I’m a fan of Michael Almereyda’s movies: The Eternal, Hamlet starring Ethan Hawke and Experimenter so when I realized that he directed Marjorie Prime, I put it in my queue. It is a drama with a sci fi premise. People can get holograms of deceased loved ones. The more than people interact with the holograms, the more that the hologram is better able to mimic the original. This movie focuses on how each family member, an elderly woman played by Lois Smith, her daughter played by Geena Davis and son in law played by Tim Robbins use the technology to cope with loss and how it evokes past pain.
While Marjorie Prime is beautifully shot and features stellar performances, I was not surprised after watching the film to discover that it was originally a play. Even though the film was shot on oceanfront property, and Almereyda effectively uses the exterior and interior shots to visually distinguish real from simulated life, the film never quite breaks the shackles of the play in its translation from stage to film even though there is great potential for it. There is a celebration that occurs on the terrace that makes the hologram seem like a ghost haunting them without the terror as he looks out at the party. He occasionally fades in and out of existence as if he is cognizant of whether or not he is wanted and only appears solid when someone is ready to interact, but there is an implication of an independent desire to stay and join that its programming does not permit the hologram to act upon. These early visual moments are largely abandoned and only discussed as the film unfolds.

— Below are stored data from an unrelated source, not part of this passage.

//! Money in integer minor currency units.

use std::fmt;
use std::iter::Sum;
use std::ops::{Add, AddAssign};

use serde::{Deserialize, Serialize};

/// An amount of money in minor currency units (cents).
///
/// All pool and payout arithmetic is integer math. Percentages use a widened
/// multiply and floor division, so splitting a pool can never hand out more
/// than the pool holds: the remainder from rounding stays in the pool.
#[derive(
    Debug, Clone, Copy, PartialEq, Eq, PartialOrd, Ord, Hash, Default, Serialize, Deserialize,
)]
#[serde(transparent)]
pub struct Amount(pub u64);

impl Amount {
    pub const ZERO: Amount = Amount(0);

    /// An amount from whole currency units (e.g. `from_major(40)` = 40.00).
    pub const fn from_major(units: u64) -> Amount {
        Amount(units * 100)
    }

    /// `pct` percent of this amount, rounded down.
    pub fn percent(self, pct: u8) -> Amount {
        Amount((self.0 as u128 * pct as u128 / 100) as u64)
    }

    /// Subtraction clamped at zero.
    pub fn saturating_sub(self, other: Amount) -> Amount {
        Amount(self.0.saturating_sub(other.0))
    }

    pub fn is_zero(self) -> bool {
        self.0 == 0
    }
}

impl Add for Amount {
    type Output = Amount;

    fn add(self, rhs: Amount) -> Amount {
        Amount(self.0 + rhs.0)
    }
}

impl AddAssign for Amount {
    fn add_assign(&mut self, rhs: Amount) {
        self.0 += rhs.0;
    }
}

impl Sum for Amount {
    fn sum<I: Iterator<Item = Amount>>(iter: I) -> Amount {
        iter.fold(Amount::ZERO, Add::add)
    }
}

/// Renders as whole units with two decimals: `Amount(1860)` → `18.60`.
impl fmt::Display for Amount {
    fn fmt(&self, f: &mut fmt::Formatter<'_>) -> fmt::Result {
        write!(f, "{}.{:02}", self.0 / 100, self.0 % 100)
    }
}

/// An ISO-style currency code. Opaque to the engine; rooms carry it so
/// payout records stay interpretable downstream.
#[derive(Debug, Clone, PartialEq, Eq, Hash, Serialize, Deserialize)]
#[serde(transparent)]
pub struct Currency(pub String);

impl Currency {
    pub fn usd() -> Currency {
        Currency("USD".to_string())
    }
}

impl Default for Currency {
    fn default() -> Self {
        Currency::usd()
    }
}

impl fmt::Display for Currency {
    fn fmt(&self, f: &mut fmt::Formatter<'_>) -> fmt::Result {
        f.write_str(&self.0)
    }
}
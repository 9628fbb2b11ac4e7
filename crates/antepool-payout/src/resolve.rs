//! Winner resolution: scores + split rule → ranked winner list.

use antepool_types::{Participant, SplitRule, UserId};

/// One paid position, produced by [`resolve_winners`].
#[derive(Debug, Clone, PartialEq, Eq)]
pub struct RankedWinner {
    pub user_id: UserId,
    pub score: u64,
    /// 1-based, contiguous.
    pub position: u32,
}

/// Ranks participants by score and takes as many winners as the split rule
/// pays, capped by the participant count.
///
/// If every participant's score is zero or unsubmitted, nobody played a
/// scorable game and the result is empty — no distribution happens. The sort
/// is stable, so equal scores keep their original (join) order.
pub fn resolve_winners(participants: &[Participant], rule: SplitRule) -> Vec<RankedWinner> {
    if participants.iter().all(|p| p.effective_score() == 0) {
        return Vec::new();
    }

    let mut ranked: Vec<&Participant> = participants.iter().collect();
    ranked.sort_by(|a, b| b.effective_score().cmp(&a.effective_score()));
    ranked.truncate(rule.max_winners());

    ranked
        .into_iter()
        .enumerate()
        .map(|(index, participant)| RankedWinner {
            user_id: participant.user_id,
            score: participant.effective_score(),
            position: index as u32 + 1,
        })
        .collect()
}

#[cfg(test)]
mod tests {
    use antepool_types::RoomId;
    use chrono::Utc;

    use super::*;

    fn participants(scores: &[Option<u64>]) -> Vec<Participant> {
        scores
            .iter()
            .enumerate()
            .map(|(i, score)| {
                let mut p = Participant::new(RoomId(1), UserId(i as u64 + 1), Utc::now());
                p.score = *score;
                p
            })
            .collect()
    }

    #[test]
    fn test_all_zero_or_null_scores_yield_no_winners() {
        let ps = participants(&[None, Some(0), None, Some(0)]);
        assert!(resolve_winners(&ps, SplitRule::Top3).is_empty());
        assert!(resolve_winners(&ps, SplitRule::WinnerTakesAll).is_empty());
    }

    #[test]
    fn test_winner_count_capped_by_participants() {
        let ps = participants(&[Some(10), Some(20)]);
        let winners = resolve_winners(&ps, SplitRule::Top5);
        assert_eq!(winners.len(), 2);
    }

    #[test]
    fn test_positions_are_contiguous_and_descending_by_score() {
        let ps = participants(&[Some(800), Some(1500), Some(500), Some(1200)]);
        let winners = resolve_winners(&ps, SplitRule::Top3);

        assert_eq!(winners.len(), 3);
        assert_eq!(winners[0], RankedWinner { user_id: UserId(2), score: 1500, position: 1 });
        assert_eq!(winners[1], RankedWinner { user_id: UserId(4), score: 1200, position: 2 });
        assert_eq!(winners[2], RankedWinner { user_id: UserId(1), score: 800, position: 3 });
    }

    #[test]
    fn test_ties_keep_join_order() {
        let ps = participants(&[Some(100), Some(100), Some(100)]);
        let winners = resolve_winners(&ps, SplitRule::Top2);
        assert_eq!(winners[0].user_id, UserId(1));
        assert_eq!(winners[1].user_id, UserId(2));
    }

    #[test]
    fn test_zero_scorers_can_still_place_when_someone_scored() {
        // One real score unlocks ranking; trailing zeros may fill paid slots.
        let ps = participants(&[None, Some(50)]);
        let winners = resolve_winners(&ps, SplitRule::Top2);
        assert_eq!(winners[0].user_id, UserId(2));
        assert_eq!(winners[1].user_id, UserId(1));
        assert_eq!(winners[1].score, 0);
    }
}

Marjorie Prime has interesting themes: the nature of memory versus reality, comparing and contrasting originals with different types of copies, the idea of companionship between different and similar species and varying life spans and the inability to communicate fully with a person that you don’t have autonomy over. While these themes are intellectually interesting, they felt remote and cold in execution like Stanley Kubrick’s 2001.
In an era filled with simulations of younger versions of women such as Carrie Fisher in Rogue One or Sean Young in Blade Runner 2049, it is refreshing that Marjorie Prime features a hologram of the younger version of the husband for the older, living wife whereas subsequent simulations look like their real counterparts at the time of death. I think there are missed opportunities in Marjorie Prime and Blade Runner 2049 to explore the lives of holograms as potentially autonomous beings.
Marjorie Prime gives us two peaks at reality to compare and contrast the memory, which is always wrong, with the actual moment. A television broadcast is altered into actually being there, but the memory misinterprets proximity and transforms it into reality. Emotions are muted or glossed over into something more palatable for all listeners. There is also one instance where we see three incarnations of the namesake: the original, the hologram and the descendant of the original. While these are intriguing concepts, they failed to emotionally resonant with me. I felt something two times during the movie: when a character suddenly and seemingly uncharacteristically exploded at the hologram and when we find out what happened to Tony the dog.
If you love the cast or the director, definitely check out Marjorie Prime, but don’t expect to be emotionally satiated by the experience. It purely feels like an intellectual exercise.